These measures are designed, it seems, to replace the existing structure of automatic life sentences, longer than normal prison sentences and extended sentences. Thus, Schedule 26 provides for the repeal of Sections 80, 85 and 109 of the Powers of Criminal Courts (Sentencing) Act 2000. In their place Clause 215 states that where an offence is a "serious offence" with a maximum of life imprisonment and the court regards the offender as a significant risk to the public, and the seriousness of the offence is such as to justify a life sentence, the court must impose a sentence of imprisonment for life. Clause 216 contains a similar provision for offenders under 18.

Clauses 215 and 216 also provide that where a sexual or violent offence is a serious offence, with a maximum sentence of at least 10 years, and the court takes the view that the sentence it might otherwise pass would not be sufficient to protect the public from the significant risk that the offender presents,


    "the court must impose a sentence of imprisonment for public protection".

That is a kind of indeterminate and reviewable sentence, release from which is governed by Schedule 15.

We are concerned that under Clause 215 Schedule 12 could be extended to cover other offences. The assessment of "dangerousness" under Clause 220 could fetter the discretion of the courts in making an extremely important decision for the public safety. We are not persuaded that these hoops would make sentencing any better or easier to understand. It should be for the courts to review the decision taken under Clause 221. The wide power of the Parole Board to extend sentences, even if ECHR-complaint, is undesirable and not in the interests of justice and democracy.

The intention behind the amendments is to try to open up discussion of what kind of offences will trigger those provisions and to advance our view that the list should be limited to serious or violent offences. A cursory glance at the list will show the Committee that a whole range of what are in our view non-serious offences is included.
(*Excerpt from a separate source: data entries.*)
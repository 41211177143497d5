//! A loaded mesh placed in the scene: shared geometry, a triangle arena and
//! the BVH built over it.

use std::path::Path;

use lumen_core::{load_obj, MeshData, ModelSettings};
use lumen_math::{Interval, Ray, Transform, Vec3};

use crate::bvh::{BvhNode, TriangleHit};
use crate::error::{GeometryError, GeometryResult, ModelError, ReferenceKind};
use crate::Triangle;

/// Upper bound on hit distance when intersecting a model.
pub const MAX_DISTANCE: f32 = 1_000_000.0;

/// Vertex and normal storage shared by every triangle of a model.
///
/// Normals are normalized on construction.
#[derive(Debug, Clone, Default)]
pub struct MeshGeometry {
    vertices: Vec<Vec3>,
    normals: Vec<Vec3>,
}

impl MeshGeometry {
    pub fn new(vertices: Vec<Vec3>, normals: Vec<Vec3>) -> GeometryResult<Self> {
        let normals = normals
            .into_iter()
            .enumerate()
            .map(|(index, n)| n.try_normalize().ok_or(GeometryError::DegenerateNormal { index }))
            .collect::<GeometryResult<Vec<_>>>()?;

        Ok(Self { vertices, normals })
    }

    /// Vertex at `index`, or `InvalidReference` if out of range.
    pub fn vertex(&self, index: usize) -> GeometryResult<Vec3> {
        self.vertices
            .get(index)
            .copied()
            .ok_or(GeometryError::InvalidReference {
                kind: ReferenceKind::Vertex,
                index,
                len: self.vertices.len(),
            })
    }

    /// Unit normal at `index`, or `InvalidReference` if out of range.
    pub fn normal(&self, index: usize) -> GeometryResult<Vec3> {
        self.normals
            .get(index)
            .copied()
            .ok_or(GeometryError::InvalidReference {
                kind: ReferenceKind::Normal,
                index,
                len: self.normals.len(),
            })
    }

    #[inline]
    pub fn vertices(&self) -> &[Vec3] {
        &self.vertices
    }

    #[inline]
    pub fn normals(&self) -> &[Vec3] {
        &self.normals
    }
}

/// A triangle mesh with a flat colour, positioned in world space.
#[derive(Debug)]
pub struct Model {
    geometry: MeshGeometry,
    triangles: Vec<Triangle>,
    bvh: BvhNode,
    position: Vec3,
    colour: Vec3,
}

impl Model {
    /// Build triangles and the BVH from ingested mesh data.
    ///
    /// Fails if the index arrays are malformed, any index is out of range,
    /// any normal has zero length, or the mesh has no faces.
    pub fn build(mesh: MeshData, position: Vec3, colour: Vec3) -> GeometryResult<Self> {
        let MeshData {
            vertices,
            normals,
            vertex_indices,
            normal_indices,
        } = mesh;

        if vertex_indices.len() != normal_indices.len() || vertex_indices.len() % 3 != 0 {
            return Err(GeometryError::MismatchedIndices {
                vertices: vertex_indices.len(),
                normals: normal_indices.len(),
            });
        }
        if vertex_indices.is_empty() {
            return Err(GeometryError::EmptyModel);
        }

        let geometry = MeshGeometry::new(vertices, normals)?;

        // One normal per face: the first corner's
        let triangles = vertex_indices
            .chunks_exact(3)
            .zip(normal_indices.chunks_exact(3))
            .enumerate()
            .map(|(index, (v, n))| {
                Triangle::new(
                    index,
                    [v[0] as usize, v[1] as usize, v[2] as usize],
                    n[0] as usize,
                    &geometry,
                )
            })
            .collect::<GeometryResult<Vec<_>>>()?;

        let bvh = BvhNode::new(&triangles, &geometry, position)?;

        Ok(Self {
            geometry,
            triangles,
            bvh,
            position,
            colour,
        })
    }

    /// Load an OBJ file with `transform` and build a model from it.
    pub fn load<P: AsRef<Path>>(
        path: P,
        position: Vec3,
        colour: Vec3,
        transform: &Transform,
    ) -> Result<Self, ModelError> {
        let mesh = load_obj(path, transform)?;
        Ok(Self::build(mesh, position, colour)?)
    }

    /// Load the model described by `settings`.
    pub fn from_settings(settings: &ModelSettings, transform: &Transform) -> Result<Self, ModelError> {
        Self::load(&settings.path, settings.position(), settings.colour(), transform)
    }

    /// Nearest front-facing hit strictly in front of the ray origin.
    pub fn intersect(&self, ray: &Ray) -> Option<TriangleHit> {
        self.bvh.hit(
            ray,
            &self.triangles,
            &self.geometry,
            Interval::ahead_of_origin(MAX_DISTANCE),
        )
    }

    pub fn vertex(&self, index: usize) -> GeometryResult<Vec3> {
        self.geometry.vertex(index)
    }

    pub fn normal(&self, index: usize) -> GeometryResult<Vec3> {
        self.geometry.normal(index)
    }

    pub fn triangle(&self, index: usize) -> GeometryResult<&Triangle> {
        self.triangles
            .get(index)
            .ok_or(GeometryError::InvalidReference {
                kind: ReferenceKind::Triangle,
                index,
                len: self.triangles.len(),
            })
    }

    /// Unit normal of the triangle that produced `hit`.
    pub fn face_normal(&self, hit: &TriangleHit) -> GeometryResult<Vec3> {
        let triangle = self.triangle(hit.triangle)?;
        self.normal(triangle.normal_index())
    }

    pub fn position(&self) -> Vec3 {
        self.position
    }

    pub fn colour(&self) -> Vec3 {
        self.colour
    }

    pub fn triangle_count(&self) -> usize {
        self.triangles.len()
    }

    pub fn vertex_count(&self) -> usize {
        self.geometry.vertices().len()
    }

    pub fn triangles(&self) -> &[Triangle] {
        &self.triangles
    }

    pub fn geometry(&self) -> &MeshGeometry {
        &self.geometry
    }

    pub fn bvh(&self) -> &BvhNode {
        &self.bvh
    }
}
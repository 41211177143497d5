// Re-export glam for convenience: Vec3 is the vector type and Mat3 the
// 3x3 matrix type used throughout lumen.
pub use glam::*;

// lumen math types
mod interval;
mod ray;
mod sphere;
mod transform;

pub use interval::Interval;
pub use ray::Ray;
pub use sphere::BoundingSphere;
pub use transform::{Mat3Ext, Transform};
//! Pixel output: tone mapping, 8-bit conversion and the image buffer.

use std::path::Path;

use lumen_math::{Interval, Vec3};

/// Display gamma applied after tone mapping.
pub const GAMMA: f32 = 2.2;

/// Receives finished pixels from [`Camera::render`](crate::Camera::render).
///
/// Pixels arrive row-major, top row first.
pub trait PixelSink {
    fn set_pixel(&mut self, x: u32, y: u32, rgba: [u8; 4]);

    /// Called once every pixel of row `y` has been delivered.
    fn row_complete(&mut self, _y: u32) {}
}

/// Compress an unbounded linear value into [0, 1) and gamma-correct it.
///
/// Negative input is treated as black.
#[inline]
pub fn tone_map(value: f32) -> f32 {
    let v = value.max(0.0);
    (v / (v + 1.0)).powf(1.0 / GAMMA)
}

/// Flat shading from a fixed light direction, cubed to sharpen the falloff.
#[inline]
pub fn brightness(normal: Vec3, light_direction: Vec3) -> f32 {
    Interval::UNIT
        .clamp(normal.dot(light_direction) / 2.0 + 0.5)
        .powi(3)
}

/// Convert a linear colour to tone-mapped 8-bit RGBA.
pub fn color_to_rgba(color: Vec3) -> [u8; 4] {
    let to_byte = |c: f32| (tone_map(c) * 256.0).min(255.0) as u8;
    [to_byte(color.x), to_byte(color.y), to_byte(color.z), 255]
}

/// Row-major offset of pixel (x, y), widened to `usize` before multiplying.
#[inline]
fn pixel_index(width: u32, x: u32, y: u32) -> usize {
    y as usize * width as usize + x as usize
}

/// Simple image buffer for storing render output.
#[derive(Debug, Clone)]
pub struct ImageBuffer {
    pub width: u32,
    pub height: u32,
    pub pixels: Vec<[u8; 4]>,
}

impl ImageBuffer {
    /// Create a new image buffer filled with opaque black.
    pub fn new(width: u32, height: u32) -> Self {
        Self {
            width,
            height,
            pixels: vec![[0, 0, 0, 255]; width as usize * height as usize],
        }
    }

    /// Get the pixel at (x, y).
    pub fn get(&self, x: u32, y: u32) -> [u8; 4] {
        self.pixels[pixel_index(self.width, x, y)]
    }

    /// Set the pixel at (x, y).
    pub fn set(&mut self, x: u32, y: u32, rgba: [u8; 4]) {
        self.pixels[pixel_index(self.width, x, y)] = rgba;
    }

    /// Flatten to RGBA bytes.
    pub fn to_rgba(&self) -> Vec<u8> {
        self.pixels.iter().flatten().copied().collect()
    }

    /// Write the buffer as a PNG file.
    pub fn save_png<P: AsRef<Path>>(&self, path: P) -> image::ImageResult<()> {
        let path = path.as_ref();
        image::save_buffer_with_format(
            path,
            &self.to_rgba(),
            self.width,
            self.height,
            image::ColorType::Rgba8,
            image::ImageFormat::Png,
        )?;
        log::info!("Saved {}x{} image to {}", self.width, self.height, path.display());
        Ok(())
    }
}

impl PixelSink for ImageBuffer {
    fn set_pixel(&mut self, x: u32, y: u32, rgba: [u8; 4]) {
        self.set(x, y, rgba);
    }
}

#[cfg(test)]
mod tests {
    use super::*;

    #[test]
    fn test_tone_map() {
        assert_eq!(tone_map(0.0), 0.0);
        assert_eq!(tone_map(-3.0), 0.0);
        assert!((tone_map(1.0) - 0.5f32.powf(1.0 / 2.2)).abs() < 1e-6);

        // Monotonic and bounded below 1
        assert!(tone_map(10.0) > tone_map(1.0));
        assert!(tone_map(1.0e6) < 1.0);
    }

    #[test]
    fn test_brightness() {
        let light = Vec3::X;

        assert!((brightness(Vec3::X, light) - 1.0).abs() < 1e-6);
        assert!((brightness(Vec3::Z, light) - 0.125).abs() < 1e-6);
        assert_eq!(brightness(Vec3::NEG_X, light), 0.0);
    }

    #[test]
    fn test_color_to_rgba() {
        assert_eq!(color_to_rgba(Vec3::ZERO), [0, 0, 0, 255]);

        let rgba = color_to_rgba(Vec3::new(1.0, 0.0, 1.0e9));
        // 0.5^(1/2.2) * 256 = 186.9
        assert_eq!(rgba[0], 186);
        assert_eq!(rgba[1], 0);
        assert_eq!(rgba[2], 255);
        assert_eq!(rgba[3], 255);
    }

    #[test]
    #[cfg(target_pointer_width = "64")]
    fn test_pixel_index_does_not_overflow_u32() {
        assert_eq!(pixel_index(4, 3, 2), 11);
        // 70000 * 70000 exceeds u32::MAX
        assert_eq!(pixel_index(70_000, 1, 70_000), 4_900_000_001);
    }

    #[test]
    fn test_image_buffer() {
        let mut image = ImageBuffer::new(3, 2);
        assert_eq!(image.get(2, 1), [0, 0, 0, 255]);

        image.set_pixel(2, 1, [10, 20, 30, 255]);
        assert_eq!(image.get(2, 1), [10, 20, 30, 255]);

        let bytes = image.to_rgba();
        assert_eq!(bytes.len(), 3 * 2 * 4);
        assert_eq!(&bytes[20..24], &[10, 20, 30, 255]);
    }

    #[test]
    fn test_save_png() {
        let path = std::env::temp_dir().join(format!("lumen_renderer_{}.png", std::process::id()));
        let image = ImageBuffer::new(4, 4);

        image.save_png(&path).unwrap();
        assert!(path.exists());

        std::fs::remove_file(&path).ok();
    }
}
//! Wavefront OBJ ingestion.
//!
//! Parsing is delegated to `tobj` with separate position/normal indexing
//! and without triangulation, so every face must already be a triangle
//! with a normal reference on each corner (`f v//vn v//vn v//vn`). The
//! load-time [`Transform`] is applied to every position and normal, and
//! face winding is reversed when the transform mirrors an odd number of
//! axes. All objects and groups in a file are merged into one mesh.

use std::fs::File;
use std::io::{BufRead, BufReader};
use std::path::Path;

use lumen_math::{Transform, Vec3};
use thiserror::Error;

use crate::mesh::MeshData;

/// Errors that can occur during mesh loading.
#[derive(Error, Debug)]
pub enum LoadError {
    #[error("IO error: {0}")]
    Io(#[from] std::io::Error),

    #[error("OBJ parse error: {0}")]
    Obj(#[from] tobj::LoadError),

    #[error("Face {face} has {arity} vertices, only triangles are supported")]
    NonTriangularFace { face: usize, arity: u32 },

    #[error("Faces do not reference vertex normals")]
    MissingNormals,

    #[error("No faces found in OBJ file")]
    NoGeometry,
}

/// Result type for loading operations.
pub type LoadResult<T> = Result<T, LoadError>;

fn load_options() -> tobj::LoadOptions {
    tobj::LoadOptions {
        single_index: false,
        triangulate: false,
        ignore_points: true,
        ignore_lines: true,
        ..Default::default()
    }
}

/// Load an OBJ file, applying `transform` to its geometry.
///
/// # Example
///
/// ```ignore
/// use lumen_core::obj::load_obj;
/// use lumen_math::Transform;
///
/// let mesh = load_obj("teapot.obj", &Transform::identity())?;
/// println!("Loaded {} faces", mesh.face_count());
/// ```
pub fn load_obj<P: AsRef<Path>>(path: P, transform: &Transform) -> LoadResult<MeshData> {
    let path = path.as_ref();
    let file = File::open(path)?;
    let mut reader = BufReader::new(file);
    let mesh = load_obj_from_reader(&mut reader, transform)?;

    log::info!(
        "Loaded {}: {} vertices, {} normals, {} faces",
        path.display(),
        mesh.vertex_count(),
        mesh.normal_count(),
        mesh.face_count()
    );
    Ok(mesh)
}

/// Load OBJ data from any buffered reader (useful for testing).
///
/// Material libraries are never loaded; only geometry is read.
pub fn load_obj_from_reader<R: BufRead>(
    reader: &mut R,
    transform: &Transform,
) -> LoadResult<MeshData> {
    let (models, _materials) =
        tobj::load_obj_buf(reader, &load_options(), |_| Err(tobj::LoadError::OpenFileFailed))?;

    let mut merged = MeshData::default();
    for model in &models {
        let mesh = convert_mesh(&model.mesh, merged.face_count(), transform)?;
        log::debug!("OBJ object '{}': {} faces", model.name, mesh.face_count());
        merged.append(mesh);
    }

    if merged.is_empty() {
        return Err(LoadError::NoGeometry);
    }

    Ok(merged)
}

/// Convert one tobj mesh. `first_face` numbers faces across the whole file
/// for error reporting.
fn convert_mesh(
    mesh: &tobj::Mesh,
    first_face: usize,
    transform: &Transform,
) -> LoadResult<MeshData> {
    // An empty arity list means every face is already a triangle
    if let Some((face, &arity)) = mesh
        .face_arities
        .iter()
        .enumerate()
        .find(|(_, &arity)| arity != 3)
    {
        return Err(LoadError::NonTriangularFace {
            face: first_face + face,
            arity,
        });
    }

    if mesh.indices.is_empty() {
        return Ok(MeshData::default());
    }

    if mesh.normals.is_empty() || mesh.normal_indices.len() != mesh.indices.len() {
        return Err(LoadError::MissingNormals);
    }

    let vertices = mesh
        .positions
        .chunks_exact(3)
        .map(|p| transform.apply(Vec3::from_slice(p)))
        .collect();
    let normals = mesh
        .normals
        .chunks_exact(3)
        .map(|n| transform.apply(Vec3::from_slice(n)))
        .collect();

    let mut vertex_indices = mesh.indices.clone();
    if transform.swaps_winding() {
        for face in vertex_indices.chunks_exact_mut(3) {
            face.swap(1, 2);
        }
    }

    Ok(MeshData::new(
        vertices,
        normals,
        vertex_indices,
        mesh.normal_indices.clone(),
    ))
}

#[cfg(test)]
mod tests {
    use super::*;
    use std::io::Cursor;

    const QUAD: &str = "\
v -0.5 -0.5 0.0
v 0.5 -0.5 0.0
v 0.5 0.5 0.0
v -0.5 0.5 0.0
vn 0.0 0.0 -1.0
f 1//1 3//1 2//1
f 1//1 4//1 3//1
";

    fn parse(source: &str, transform: &Transform) -> LoadResult<MeshData> {
        load_obj_from_reader(&mut Cursor::new(source), transform)
    }

    /// Resolve a face to its positions; tobj renumbers positions in order of
    /// first use, so tests compare geometry rather than raw indices.
    fn face_positions(mesh: &MeshData, face: usize) -> [Vec3; 3] {
        let (v, _) = mesh.faces().nth(face).unwrap();
        [
            mesh.vertices[v[0] as usize],
            mesh.vertices[v[1] as usize],
            mesh.vertices[v[2] as usize],
        ]
    }

    fn assert_close(actual: [Vec3; 3], expected: [Vec3; 3]) {
        for (a, e) in actual.iter().zip(expected.iter()) {
            assert!((*a - *e).length() < 0.001, "{a:?} != {e:?}");
        }
    }

    #[test]
    fn test_load_quad() {
        let mesh = parse(QUAD, &Transform::identity()).unwrap();

        assert_eq!(mesh.vertex_count(), 4);
        assert_eq!(mesh.normal_count(), 1);
        assert_eq!(mesh.face_count(), 2);
        assert_eq!(mesh.normal_indices, vec![0; 6]);
        assert_eq!(mesh.normals[0], Vec3::NEG_Z);
        assert_close(
            face_positions(&mesh, 0),
            [
                Vec3::new(-0.5, -0.5, 0.0),
                Vec3::new(0.5, 0.5, 0.0),
                Vec3::new(0.5, -0.5, 0.0),
            ],
        );
    }

    #[test]
    fn test_transform_applied_to_vertices_and_normals() {
        let transform = Transform::from_rotation(Vec3::new(0.0, 0.0, 90.0));
        let mesh = parse(QUAD, &transform).unwrap();

        // A quarter turn about Z maps (x, y) to (-y, x)
        assert_close(
            face_positions(&mesh, 0),
            [
                Vec3::new(0.5, -0.5, 0.0),
                Vec3::new(-0.5, 0.5, 0.0),
                Vec3::new(0.5, 0.5, 0.0),
            ],
        );
        assert!((mesh.normals[0] - Vec3::NEG_Z).length() < 0.001);
    }

    #[test]
    fn test_mirroring_swaps_winding() {
        let transform = Transform::new(Vec3::ZERO, [false, true, false]);
        let mesh = parse(QUAD, &transform).unwrap();

        // Second and third corners swap after mirroring Y
        assert_close(
            face_positions(&mesh, 0),
            [
                Vec3::new(-0.5, 0.5, 0.0),
                Vec3::new(0.5, 0.5, 0.0),
                Vec3::new(0.5, -0.5, 0.0),
            ],
        );
    }

    #[test]
    fn test_quad_face_rejected() {
        let source = "\
v 0 0 0
v 1 0 0
v 1 1 0
v 0 1 0
vn 0 0 1
f 1//1 2//1 3//1
f 1//1 2//1 3//1 4//1
";
        let err = parse(source, &Transform::identity()).unwrap_err();
        assert!(matches!(
            err,
            LoadError::NonTriangularFace { face: 1, arity: 4 }
        ));
    }

    #[test]
    fn test_missing_normals_rejected() {
        let source = "\
v 0 0 0
v 1 0 0
v 0 1 0
f 1 2 3
";
        let err = parse(source, &Transform::identity()).unwrap_err();
        assert!(matches!(err, LoadError::MissingNormals));
    }

    #[test]
    fn test_no_faces_rejected() {
        let err = parse("v 0 0 0\nvn 0 0 1\n", &Transform::identity()).unwrap_err();
        assert!(matches!(err, LoadError::NoGeometry));
    }

    #[test]
    fn test_missing_file_is_io_error() {
        let path = std::env::temp_dir().join("lumen_core_missing_mesh.obj");
        let err = load_obj(&path, &Transform::identity()).unwrap_err();
        assert!(matches!(err, LoadError::Io(_)));
    }

    #[test]
    fn test_load_from_file() {
        let _ = env_logger::builder().is_test(true).try_init();
        let path = std::env::temp_dir().join(format!("lumen_core_quad_{}.obj", std::process::id()));
        std::fs::write(&path, QUAD).unwrap();

        let mesh = load_obj(&path, &Transform::identity()).unwrap();
        assert_eq!(mesh.face_count(), 2);

        std::fs::remove_file(&path).ok();
    }
}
The amendment is grouped with Amendments Nos. 195AB, 197A and 197B. They raise an issue of significant public importance. People have strong views about the best way to deal with dangerous offenders. In the course of debate on the amendments, we shall be able to probe the Government's thinking on the subject. We should have an honest debate about sentencing; but equally it is important to identify what works and is good and effective for both defendants and victims.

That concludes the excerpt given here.